Я сжала ей запястья; они были тонкие, как у ребенка, и кожа на них была нежная, гладкая.
— Не делай мне больно.
— Тогда говори.
— Нечего мне сказать.
— Ты убила ее.
Мама молчала, глядя на меня безумными глазами, открыв рот в безмолвном крике.
— Говори, почему ты ее убила?
— Она все отняла у меня.
— Что отняла?
— Мужа, сына. Презирала меня, насмехалась, потому что у меня мрачный характер.
— Вы были вдвоем в кухне?
Мама не отвечает и озирается вокруг, словно забыв, где она находится.

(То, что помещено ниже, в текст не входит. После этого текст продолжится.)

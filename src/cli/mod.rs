// CLI module - User-facing command-line interface

pub mod output;

use crate::config::SupervisorConfig;
use crate::error::{Result, VigilError};
use crate::pm2::Pm2Client;
use crate::scan::{SignalTerminator, SnapshotProvider, SystemScanner};
use crate::supervisor::{run_supervision_cycle, Classifier};
use clap::{Parser, Subcommand};
use std::path::PathBuf;
use std::sync::atomic::{AtomicBool, Ordering};
use std::sync::Arc;
use std::time::Duration;

/// Vigil - a self-healing supervisor for a pm2-managed service
#[derive(Parser)]
#[command(name = "vigil")]
#[command(version, about, long_about = None)]
pub struct Cli {
    /// Path to the supervisor configuration file (.toml or .json)
    #[arg(short, long, global = true)]
    config: Option<PathBuf>,

    #[command(subcommand)]
    command: Commands,
}

#[derive(Subcommand)]
enum Commands {
    /// Run a single supervision cycle and print its report
    Run {
        /// Emit the report as JSON
        #[arg(long)]
        json: bool,
    },

    /// Run supervision cycles on a fixed interval until interrupted
    Watch {
        /// Seconds between cycles (defaults to the configured interval)
        #[arg(short, long)]
        interval: Option<u64>,
    },

    /// Classify the current process table without taking any action
    Scan,
}

impl Cli {
    /// Parse arguments and execute the selected command
    pub async fn run() -> Result<()> {
        let cli = Cli::parse();

        tracing_subscriber::fmt()
            .with_env_filter(
                tracing_subscriber::EnvFilter::try_from_default_env()
                    .unwrap_or_else(|_| tracing_subscriber::EnvFilter::new("warn")),
            )
            .init();

        let config = SupervisorConfig::load(cli.config.as_deref())?;

        match cli.command {
            Commands::Run { json } => run_once(&config, json).await,
            Commands::Watch { interval } => watch(&config, interval).await,
            Commands::Scan => scan(&config),
        }
    }
}

/// Run one supervision cycle and print the report
async fn run_once(config: &SupervisorConfig, json: bool) -> Result<()> {
    let mut scanner = SystemScanner::new();
    let terminator = SignalTerminator;
    let manager = Pm2Client::new(&config.pm2_path);

    let report = run_supervision_cycle(config, &mut scanner, &terminator, &manager).await;

    if json {
        let rendered = serde_json::to_string_pretty(&report)
            .map_err(|e| VigilError::SerializationError(e.to_string()))?;
        println!("{}", rendered);
    } else {
        output::print_report(&report);
    }

    Ok(())
}

/// Run cycles on a timer until Ctrl-C flips the shutdown flag
async fn watch(config: &SupervisorConfig, interval: Option<u64>) -> Result<()> {
    let interval = interval
        .map(Duration::from_secs)
        .unwrap_or_else(|| config.check_interval());

    let running = Arc::new(AtomicBool::new(true));
    let flag = running.clone();
    ctrlc::set_handler(move || {
        flag.store(false, Ordering::SeqCst);
    })
    .ok();

    let mut scanner = SystemScanner::new();
    let terminator = SignalTerminator;
    let manager = Pm2Client::new(&config.pm2_path);

    output::print_info(&format!(
        "Watching service '{}' every {}s (Ctrl-C to stop)",
        config.service_name,
        interval.as_secs()
    ));

    while running.load(Ordering::SeqCst) {
        let spinner = output::cycle_spinner();
        let report = run_supervision_cycle(config, &mut scanner, &terminator, &manager).await;
        spinner.finish_and_clear();

        output::print_cycle_line(&report);

        tokio::time::sleep(interval).await;
    }

    output::print_info("Watch stopped");
    Ok(())
}

/// Snapshot and classify only; no termination, no restarts
fn scan(config: &SupervisorConfig) -> Result<()> {
    let mut scanner = SystemScanner::new();
    let snapshot = scanner.snapshot();
    let classified = Classifier::new(config).classify(&snapshot);

    output::print_classified(&classified);
    Ok(())
}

Не знаю, когда вошел профессор, но он здесь — в белом халате, в белой шапочке. Он все слышал, хотя я его заметила лишь сейчас. Он грустно качает головой и смотрит на меня так, словно хочет что-то мне дать понять. Да только я не понимаю его. Я знаю одно: мне нужно довести это до конца, и я это сделаю.
— Чем ты ее ударила?
Мама еще сопротивляется, пытается вырвать руки, но я держу крепко. Наконец, уставясь на стол, покрытый клеенкой в коричнево-белую клетку, она выдавливает из себя:
— Бутылкой.
— Ты ее ударила бутылкой?
Мама кивает.
— Какой?
— Винной.
— Она была полная?
— Нет, я чуть-чуть отпила.
— Значит, когда она вошла, ты пила из горлышка? Поэтому она стала смеяться над тобой?

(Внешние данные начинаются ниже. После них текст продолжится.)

use serde::Serialize;

/// Whether the process topology matches the expected healthy shape
#[derive(Debug, Clone, Copy, PartialEq, Eq, Serialize)]
#[serde(rename_all = "snake_case")]
pub enum Verdict {
    Healthy,
    NeedsRestart,
}

impl std::fmt::Display for Verdict {
    fn fmt(&self, f: &mut std::fmt::Formatter<'_>) -> std::fmt::Result {
        match self {
            Verdict::Healthy => write!(f, "healthy"),
            Verdict::NeedsRestart => write!(f, "needs restart"),
        }
    }
}

/// Evaluate topology health from post-reconciliation counts.
///
/// Healthy means exactly one managed-app instance and a worker count of
/// exactly 2, or in 3..=5. The band is two-tiered on purpose; do not collapse
/// it into a single range. Counts above 5 trigger a restart by falling
/// through, the same as zero.
pub fn evaluate(managed_count: usize, worker_survivor_count: usize) -> Verdict {
    let workers_ok = worker_survivor_count == 2
        || (worker_survivor_count > 2 && worker_survivor_count <= 5);

    if managed_count == 1 && workers_ok {
        Verdict::Healthy
    } else {
        Verdict::NeedsRestart
    }
}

— Да, она засмеялась, и я ее ударила.
— Она упала?
— У нее стали большие, страшно огромные глаза, и она пошла на меня. Бутылка разлетелась. Я схватила со стола скалку и снова ударила.
— Несколько раз?
— Да.
— Она упала?
— Нет.
— И долго она держалась на ногах?
— Долго. А я все била. И тут у нее из носа и изо рта пошла кровь.
— И она упала?
— Да.
— Ты поняла, что она мертва?
— Да.
— А как ты поняла?
— Просто поняла.
— А собака?
— Собаки еще не было.
— И что ты сделала?
— Пошла на чердак за сундуком.
— Значит, ты не продала его старьевщику?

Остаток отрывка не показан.